Pink Amulet Posted November 17, 2006 Posted November 17, 2006 I am dating a man. A perfect specimen of a man. He is just about the most strikingly handsome man I have ever seen. He is well educated, intelligent, worldy, kind, giving, has a great sense of humour and is a wonderful lover. So why am I not happy with him?!!? When things are going too well do we long for drama? Or is it when someone seems so flawless they make us uncomfortable? I now know I deserve a great guy but I always feel like I am not good enough for him! I feel like everything we do is something out of hollywood- there is this sense of "airbrushed" relations between us. It is almost like we are acting in some movie about a perfect couple. Am I being ridiculous? Help me LSers!

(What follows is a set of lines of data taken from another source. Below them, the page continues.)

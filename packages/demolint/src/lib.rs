//! Validation for scripted GUI-automation demos, used by the `demolint` CLI.
//!
//! A demo is a plain-text walkthrough (`TASK:`, `DOMAIN:`, `STEPS:`,
//! `EXPECTED_OUTCOME:`) whose steps each carry one action from a small
//! grammar such as `CLICK(x=0.5, y=0.5)` or `TYPE("hello")`. Agents replay
//! demos as conditioning context, so malformed demos are caught here first.

pub mod action;
pub mod batch;
pub mod document;
pub mod settings;
pub mod snippet;
pub mod validate;

pub use crate::action::{Action, ActionError, ActionKind};
pub use crate::batch::{BatchReport, DocumentReport, validate_dir, validate_paths};
pub use crate::document::{Demo, Section};
pub use crate::settings::Settings;
pub use crate::validate::{Check, Diagnostic, Report, Severity, Validator, validate};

TheSilentType Posted November 17, 2006 Posted November 17, 2006 I am dating a man. A perfect specimen of a man. He is just about the most strikingly handsome man I have ever seen. He is well educated, intelligent, worldy, kind, giving, has a great sense of humour and is a wonderful lover. Pink, thank you for the compliments. And yes, you don't deserve me...you never will! hahaha All joking aside, it sounds like you have the rose-colored glasses on. How long have you two been going out? Give it time. Then you'll start seeing the real side of this person and he'll come down a notch. Things always seem great in the beginning because who really shows the skeletons in their closets from the get go. There's a lot of acting that goes on when people first meet.
magichands Posted November 17, 2006 Posted November 17, 2006 I am dating a man. I figured that those rumours were baseless.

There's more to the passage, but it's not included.